What you have to do – Would you transcribe all of the entries that follow, word for word?
START Supplied material
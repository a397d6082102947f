//! Rig Refinery - the merge queue for a rig shared by coding agents.
//!
//! Workers submit merge requests as records in the rig's issue store. The
//! refinery picks them up in score order, squash-merges each branch onto
//! its target under the rig's merge slot, and either closes the records or
//! notifies the witness and files a conflict-resolution task.

pub mod anomaly;
pub mod config;
pub mod convoy;
pub mod engineer;
pub mod git;
pub mod issues;
pub mod mail;
pub mod persistence;
pub mod queue;
pub mod runner;
pub mod scoring;
pub mod server;
pub mod slot;
pub mod types;
pub mod worker;

#[cfg(test)]
pub(crate) mod test_utils;
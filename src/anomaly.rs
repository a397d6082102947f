//! Queue health scan: stale claims and orphaned branches.

use std::time::Duration;

use chrono::{DateTime, Utc};
use tracing::debug;

use crate::git::Vcs;
use crate::issues::{Issue, parse_mr_fields};
use crate::queue::parse_timestamp;
use crate::types::{AnomalyKind, MrAnomaly, Severity};

/// Claims untouched this long are reported as warnings.
pub const STALE_CLAIM_WARNING: Duration = Duration::from_secs(2 * 60 * 60);

/// Claims untouched this long are reported as critical.
pub const STALE_CLAIM_CRITICAL: Duration = Duration::from_secs(6 * 60 * 60);

const STALE_CLAIM_DETAIL: &str = "MR is claimed but not progressing";
const ORPHANED_BRANCH_DETAIL: &str = "MR branch is missing locally and in origin/* tracking refs";

/// Input for a single anomaly check.
#[derive(Debug, Clone, Default, PartialEq, Eq)]
pub struct AnomalyInput<'a> {
    pub id: &'a str,
    pub branch: &'a str,
    pub assignee: Option<&'a str>,
    /// Raw `updated_at` from the store.
    pub updated_at: Option<&'a str>,
    pub branch_exists_local: bool,
    pub branch_exists_remote: bool,
    /// Set if either branch lookup failed; suppresses the orphan signal.
    pub branch_check_failed: bool,
}

/// Reports a stale claim, if `assignee` has held it past the warning threshold.
///
/// Unparseable or future timestamps never produce an anomaly.
pub fn stale_claim_anomaly(input: &AnomalyInput<'_>, now: DateTime<Utc>) -> Option<MrAnomaly> {
    let assignee = input.assignee.filter(|a| !a.is_empty())?;
    let updated = parse_timestamp(input.updated_at)?;
    let age = (now - updated).to_std().ok()?;
    let severity = if age >= STALE_CLAIM_CRITICAL {
        Severity::Critical
    } else if age >= STALE_CLAIM_WARNING {
        Severity::Warning
    } else {
        return None;
    };
    Some(MrAnomaly {
        id: input.id.into(),
        branch: input.branch.to_string(),
        kind: AnomalyKind::StaleClaim,
        severity,
        assignee: Some(assignee.to_string()),
        age: Some(Duration::from_secs(age.as_secs())),
        detail: STALE_CLAIM_DETAIL.to_string(),
    })
}

/// Reports an orphaned branch when both lookups succeeded and found nothing.
pub fn orphaned_branch_anomaly(input: &AnomalyInput<'_>) -> Option<MrAnomaly> {
    if input.branch_check_failed || input.branch_exists_local || input.branch_exists_remote {
        return None;
    }
    Some(MrAnomaly {
        id: input.id.into(),
        branch: input.branch.to_string(),
        kind: AnomalyKind::OrphanedBranch,
        severity: Severity::Critical,
        assignee: None,
        age: None,
        detail: ORPHANED_BRANCH_DETAIL.to_string(),
    })
}

/// All anomalies for one MR, stale claim first.
pub fn detect(input: &AnomalyInput<'_>, now: DateTime<Utc>) -> Vec<MrAnomaly> {
    stale_claim_anomaly(input, now)
        .into_iter()
        .chain(orphaned_branch_anomaly(input))
        .collect()
}

/// Raw record data needed to scan one open MR.
#[derive(Debug, Clone, Default, PartialEq, Eq)]
pub struct ScanRecord {
    pub id: String,
    pub branch: String,
    pub assignee: Option<String>,
    pub updated_at: Option<String>,
    pub open: bool,
}

impl ScanRecord {
    /// Builds a scan record from an MR issue. The branch comes from the
    /// description fields and is empty if there are none.
    pub fn from_issue(issue: &Issue) -> Self {
        ScanRecord {
            id: issue.id.to_string(),
            branch: parse_mr_fields(&issue.description)
                .map(|f| f.branch)
                .unwrap_or_default(),
            assignee: issue.assignee().map(str::to_string),
            updated_at: issue.updated_at.clone(),
            open: issue.is_open(),
        }
    }
}

/// Scans open MRs, checking branch existence through `vcs`.
///
/// Records that are not open or that carry no branch are skipped.
pub async fn detect_queue_anomalies<V: Vcs>(
    records: &[ScanRecord],
    now: DateTime<Utc>,
    vcs: &V,
) -> Vec<MrAnomaly> {
    let mut anomalies = Vec::new();
    for record in records {
        if !record.open || record.branch.is_empty() {
            continue;
        }
        let local = vcs.branch_exists(&record.branch).await;
        let remote = vcs
            .remote_tracking_branch_exists("origin", &record.branch)
            .await;
        if let Err(e) = &local {
            debug!(mr = %record.id, branch = %record.branch, error = %e, "local branch check failed");
        }
        if let Err(e) = &remote {
            debug!(mr = %record.id, branch = %record.branch, error = %e, "remote branch check failed");
        }
        let input = AnomalyInput {
            id: &record.id,
            branch: &record.branch,
            assignee: record.assignee.as_deref(),
            updated_at: record.updated_at.as_deref(),
            branch_check_failed: local.is_err() || remote.is_err(),
            branch_exists_local: local.unwrap_or(false),
            branch_exists_remote: remote.unwrap_or(false),
        };
        anomalies.extend(detect(&input, now));
    }
    anomalies
}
END Supplied material
Solution below –
repository a397d6082102947f
//! Rig Refinery - the merge queue for a rig shared by coding agents.
//!
//! Workers submit merge requests as records in the rig's issue store. The
//! refinery picks them up in score order, squash-merges each branch onto
//! its target under the rig's merge slot, and either closes the records or
//! notifies the witness and files a conflict-resolution task.

pub mod anomaly;
pub mod config;
pub mod convoy;
pub mod engineer;
pub mod git;
pub mod issues;
pub mod mail;
pub mod persistence;
pub mod queue;
pub mod runner;
pub mod scoring;
pub mod server;
pub mod slot;
pub mod types;
pub mod worker;

#[cfg(test)]
pub(crate) mod test_utils;
filename src/anomaly.rs
repository a397d6082102947f
//! Queue health scan: stale claims and orphaned branches.

use std::time::Duration;

use chrono::{DateTime, Utc};
use tracing::debug;

use crate::git::Vcs;
use crate::issues::{Issue, parse_mr_fields};
use crate::queue::parse_timestamp;
use crate::types::{AnomalyKind, MrAnomaly, Severity};

/// Claims untouched this long are reported as warnings.
pub const STALE_CLAIM_WARNING: Duration = Duration::from_secs(2 * 60 * 60);

/// Claims untouched this long are reported as critical.
pub const STALE_CLAIM_CRITICAL: Duration = Duration::from_secs(6 * 60 * 60);

const STALE_CLAIM_DETAIL: &str = "MR is claimed but not progressing";
const ORPHANED_BRANCH_DETAIL: &str = "MR branch is missing locally and in origin/* tracking refs";

/// Input for a single anomaly check.
#[derive(Debug, Clone, Default, PartialEq, Eq)]
pub struct AnomalyInput<'a> {
    pub id: &'a str,
    pub branch: &'a str,
    pub assignee: Option<&'a str>,
    /// Raw `updated_at` from the store.
    pub updated_at: Option<&'a str>,
    pub branch_exists_local: bool,
    pub branch_exists_remote: bool,
    /// Set if either branch lookup failed; suppresses the orphan signal.
    pub branch_check_failed: bool,
}

/// Reports a stale claim, if `assignee` has held it past the warning threshold.
///
/// Unparseable or future timestamps never produce an anomaly.
pub fn stale_claim_anomaly(input: &AnomalyInput<'_>, now: DateTime<Utc>) -> Option<MrAnomaly> {
    let assignee = input.assignee.filter(|a| !a.is_empty())?;
    let updated = parse_timestamp(input.updated_at)?;
    let age = (now - updated).to_std().ok()?;
    let severity = if age >= STALE_CLAIM_CRITICAL {
        Severity::Critical
    } else if age >= STALE_CLAIM_WARNING {
        Severity::Warning
    } else {
        return None;
    };
    Some(MrAnomaly {
        id: input.id.into(),
        branch: input.branch.to_string(),
        kind: AnomalyKind::StaleClaim,
        severity,
        assignee: Some(assignee.to_string()),
        age: Some(Duration::from_secs(age.as_secs())),
        detail: STALE_CLAIM_DETAIL.to_string(),
    })
}

/// Reports an orphaned branch when both lookups succeeded and found nothing.
pub fn orphaned_branch_anomaly(input: &AnomalyInput<'_>) -> Option<MrAnomaly> {
    if input.branch_check_failed || input.branch_exists_local || input.branch_exists_remote {
        return None;
    }
    Some(MrAnomaly {
        id: input.id.into(),
        branch: input.branch.to_string(),
        kind: AnomalyKind::OrphanedBranch,
        severity: Severity::Critical,
        assignee: None,
        age: None,
        detail: ORPHANED_BRANCH_DETAIL.to_string(),
    })
}

/// All anomalies for one MR, stale claim first.
pub fn detect(input: &AnomalyInput<'_>, now: DateTime<Utc>) -> Vec<MrAnomaly> {
    stale_claim_anomaly(input, now)
        .into_iter()
        .chain(orphaned_branch_anomaly(input))
        .collect()
}

/// Raw record data needed to scan one open MR.
#[derive(Debug, Clone, Default, PartialEq, Eq)]
pub struct ScanRecord {
    pub id: String,
    pub branch: String,
    pub assignee: Option<String>,
    pub updated_at: Option<String>,
    pub open: bool,
}

impl ScanRecord {
    /// Builds a scan record from an MR issue. The branch comes from the
    /// description fields and is empty if there are none.
    pub fn from_issue(issue: &Issue) -> Self {
        ScanRecord {
            id: issue.id.to_string(),
            branch: parse_mr_fields(&issue.description)
                .map(|f| f.branch)
                .unwrap_or_default(),
            assignee: issue.assignee().map(str::to_string),
            updated_at: issue.updated_at.clone(),
            open: issue.is_open(),
        }
    }
}

/// Scans open MRs, checking branch existence through `vcs`.
///
/// Records that are not open or that carry no branch are skipped.
pub async fn detect_queue_anomalies<V: Vcs>(
    records: &[ScanRecord],
    now: DateTime<Utc>,
    vcs: &V,
) -> Vec<MrAnomaly> {
    let mut anomalies = Vec::new();
    for record in records {
        if !record.open || record.branch.is_empty() {
            continue;
        }
        let local = vcs.branch_exists(&record.branch).await;
        let remote = vcs
            .remote_tracking_branch_exists("origin", &record.branch)
            .await;
        if let Err(e) = &local {
            debug!(mr = %record.id, branch = %record.branch, error = %e, "local branch check failed");
        }
        if let Err(e) = &remote {
            debug!(mr = %record.id, branch = %record.branch, error = %e, "remote branch check failed");
        }
        let input = AnomalyInput {
            id: &record.id,
            branch: &record.branch,
            assignee: record.assignee.as_deref(),
            updated_at: record.updated_at.as_deref(),
            branch_check_failed: local.is_err() || remote.is_err(),
            branch_exists_local: local.unwrap_or(false),
            branch_exists_remote: remote.unwrap_or(false),
        };
        anomalies.extend(detect(&input, now));
    }
    anomalies
}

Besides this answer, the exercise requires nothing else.